//! HID Usage Table for Keyboard/Keypad (USB HID Usage Tables 1.12, Section 10)
//!
//! Every usage code has a slot in [`USAGE_TABLE`]. Codes without a symbol
//! map to the empty string and are never rendered.

/// Usage code for Enter (Return on the main block)
pub const ENTER: u8 = 0x28;
/// Usage code for Keypad Enter
pub const KEYPAD_ENTER: u8 = 0x58;
/// Usage code for Return (the "Return" usage distinct from Enter)
pub const RETURN: u8 = 0x9E;

/// Symbol for every usage code, indexed by code.
pub static USAGE_TABLE: [&str; 256] = build_table();

const fn build_table() -> [&'static str; 256] {
    let mut table = [""; 256];
    let mut code = 0;
    while code < table.len() {
        table[code] = symbol(code as u8);
        code += 1;
    }
    table
}

/// Get the rendered symbol of a usage code ("" when unassigned)
#[inline]
pub fn symbol_for(code: u8) -> &'static str {
    USAGE_TABLE[code as usize]
}

/// True if the usage code ends a line in the rendered output
#[inline]
pub fn is_line_break(code: u8) -> bool {
    matches!(code, KEYPAD_ENTER | RETURN | ENTER)
}

#[rustfmt::skip]
const fn symbol(code: u8) -> &'static str {
    match code {
        0x01 => "<ErrorRollOver>", 0x02 => "<POSTFail>", 0x03 => "<ErrorUndefined>",
        0x04 => "a", 0x05 => "b", 0x06 => "c", 0x07 => "d",
        0x08 => "e", 0x09 => "f", 0x0A => "g", 0x0B => "h",
        0x0C => "i", 0x0D => "j", 0x0E => "k", 0x0F => "l",
        0x10 => "m", 0x11 => "n", 0x12 => "o", 0x13 => "p",
        0x14 => "q", 0x15 => "r", 0x16 => "s", 0x17 => "t",
        0x18 => "u", 0x19 => "v", 0x1A => "w", 0x1B => "x",
        0x1C => "y", 0x1D => "z",
        0x1E => "1", 0x1F => "2", 0x20 => "3", 0x21 => "4",
        0x22 => "5", 0x23 => "6", 0x24 => "7", 0x25 => "8",
        0x26 => "9", 0x27 => "0",
        0x28 => "<Enter>", 0x29 => "<Escape>", 0x2A => "<Backspace>",
        0x2B => "<Tab>", 0x2C => "<Space>", 0x2D => "<- or _>", 0x2E => "<= or +>",
        0x2F => "<[ or {>", 0x30 => "<] or }>", 0x31 => "<\\ or |>", 0x32 => "<Non-US #>",
        0x33 => "<; or  :>", 0x34 => "'", 0x35 => "~", 0x36 => "<, or <>",
        0x37 => "<> or .>", 0x38 => "</ or  ?>", 0x39 => "<Caps Lock>",
        0x3A => "<F1>", 0x3B => "<F2>", 0x3C => "<F3>", 0x3D => "<F4>",
        0x3E => "<F5>", 0x3F => "<F6>", 0x40 => "<F7>", 0x41 => "<F8>",
        0x42 => "<F9>", 0x43 => "<F10>", 0x44 => "<F11>", 0x45 => "<F12>",
        0x46 => "<PrintScreen>", 0x47 => "<Scroll Lock>", 0x48 => "<Pause>",
        0x49 => "<Insert>", 0x4A => "<Home>", 0x4B => "<PageUp>",
        0x4C => "<Delete Forward>", 0x4D => "<End>", 0x4E => "<PageDown>",
        0x4F => "<RightArrow>", 0x50 => "<LeftArrow>", 0x51 => "<DownArrow>", 0x52 => "<UpArrow>",
        0x53 => "<Keypad Num Lock Clear>", 0x54 => "<Keypad />", 0x55 => "<Keypad *>",
        0x56 => "<Keypad ->", 0x57 => "<Keypad +>", 0x58 => "<Keypad Return>",
        0x59 => "<Keypad 1>", 0x5A => "<Keypad 2>", 0x5B => "<Keypad 3>", 0x5C => "<Keypad 4>",
        0x5D => "<Keypad 5>", 0x5E => "<Keypad 6>", 0x5F => "<Keypad 7>", 0x60 => "<Keypad 8>",
        0x61 => "<Keypad 9>", 0x62 => "<Keypad 0>", 0x63 => "<Keypad . or ,>",
        0x64 => "<Non-US \\ or |>", 0x65 => "<Application>", 0x66 => "<Power>",
        0x67 => "<Keypad =>",
        0x68 => "<F13>", 0x69 => "<F14>", 0x6A => "<F15>", 0x6B => "<F16>",
        0x6C => "<F17>", 0x6D => "<F18>", 0x6E => "<F19>", 0x6F => "<F20>",
        0x70 => "<F21>", 0x71 => "<F22>", 0x72 => "<F23>", 0x73 => "<F24>",
        0x74 => "<Execute>", 0x75 => "<Help>", 0x76 => "<Menu>", 0x77 => "<Select>",
        0x78 => "<Stop>", 0x79 => "<Again>", 0x7A => "<Undo>", 0x7B => "<Cut>",
        0x7C => "<Copy>", 0x7D => "<Paste>", 0x7E => "<Find>", 0x7F => "<Mute>",
        0x80 => "<Volume Up>", 0x81 => "<Volume Down>",
        0x82 => "<Locking Caps Lock>", 0x83 => "<Locking Num Lock>", 0x84 => "<Locking Scroll Lock>",
        0x85 => "<Keypad Comma>", 0x86 => "<Keypad Equal Sign>",
        0x87 => "<International1>", 0x88 => "<International2>", 0x89 => "<International3>",
        0x8A => "<International4>", 0x8B => "<International5>", 0x8C => "<International6>",
        0x8D => "<International7>", 0x8E => "<International8>", 0x8F => "<International9>",
        0x90 => "<LANG1>", 0x91 => "<LANG2>", 0x92 => "<LANG3>", 0x93 => "<LANG4>",
        0x94 => "<LANG5>", 0x95 => "<LANG6>", 0x96 => "<LANG7>", 0x97 => "<LANG8>",
        0x98 => "<LANG9>",
        0x99 => "<Alternate Erase>", 0x9A => "<SysReq/Attention>", 0x9B => "<Cancel>",
        0x9C => "<Clear>", 0x9D => "<Prior>", 0x9E => "<Return>", 0x9F => "<Separator>",
        0xA0 => "<Out>", 0xA1 => "<Oper>", 0xA2 => "<Clear/Again>",
        0xA3 => "<CrSel/Props>", 0xA4 => "<ExSel>",
        0xE0 => "<LeftControl>", 0xE1 => "<LeftShift>", 0xE2 => "<LeftAlt>", 0xE3 => "<Left GUI>",
        0xE4 => "<RightControl>", 0xE5 => "<RightShift>", 0xE6 => "<RightAlt>", 0xE7 => "<Right GUI>",
        _ => "",
    }
}

#[cfg(test)]
mod tests {
    use super::*;

    #[test]
    fn test_letters_in_order() {
        for (i, ch) in ('a'..='z').enumerate() {
            assert_eq!(symbol_for(0x04 + i as u8), ch.to_string());
        }
    }

    #[test]
    fn test_digits_in_order() {
        let digits = ["1", "2", "3", "4", "5", "6", "7", "8", "9", "0"];
        for (i, d) in digits.iter().enumerate() {
            assert_eq!(symbol_for(0x1E + i as u8), *d);
        }
    }

    #[test]
    fn test_unassigned_codes_are_empty() {
        assert_eq!(symbol_for(0x00), "");
        for code in 0xA5..=0xDF {
            assert_eq!(symbol_for(code), "", "code 0x{code:02x}");
        }
        for code in 0xE8..=0xFF {
            assert_eq!(symbol_for(code), "", "code 0x{code:02x}");
        }
    }

    #[test]
    fn test_modifier_usages_indexed_by_code() {
        assert_eq!(symbol_for(0xE0), "<LeftControl>");
        assert_eq!(symbol_for(0xE7), "<Right GUI>");
    }

    #[test]
    fn test_line_break_codes() {
        assert!(is_line_break(ENTER));
        assert!(is_line_break(KEYPAD_ENTER));
        assert!(is_line_break(RETURN));
        assert!(!is_line_break(0x2C));
        assert!(!is_line_break(0x00));
    }

    #[test]
    fn test_assigned_count() {
        // 0x01..=0xA4 plus the eight modifier usages
        let assigned = USAGE_TABLE.iter().filter(|s| !s.is_empty()).count();
        assert_eq!(assigned, 0xA4 + 8);
    }
}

• **What is expected**
When a line in the listing includes the word "LeftControl", report that line in full.

• **Result for this exercise**
        0xE0 => "<LeftControl>", 0xE1 => "<LeftShift>", 0xE2 => "<LeftAlt>", 0xE3 => "<Left GUI>",
        assert_eq!(symbol_for(0xE0), "<LeftControl>");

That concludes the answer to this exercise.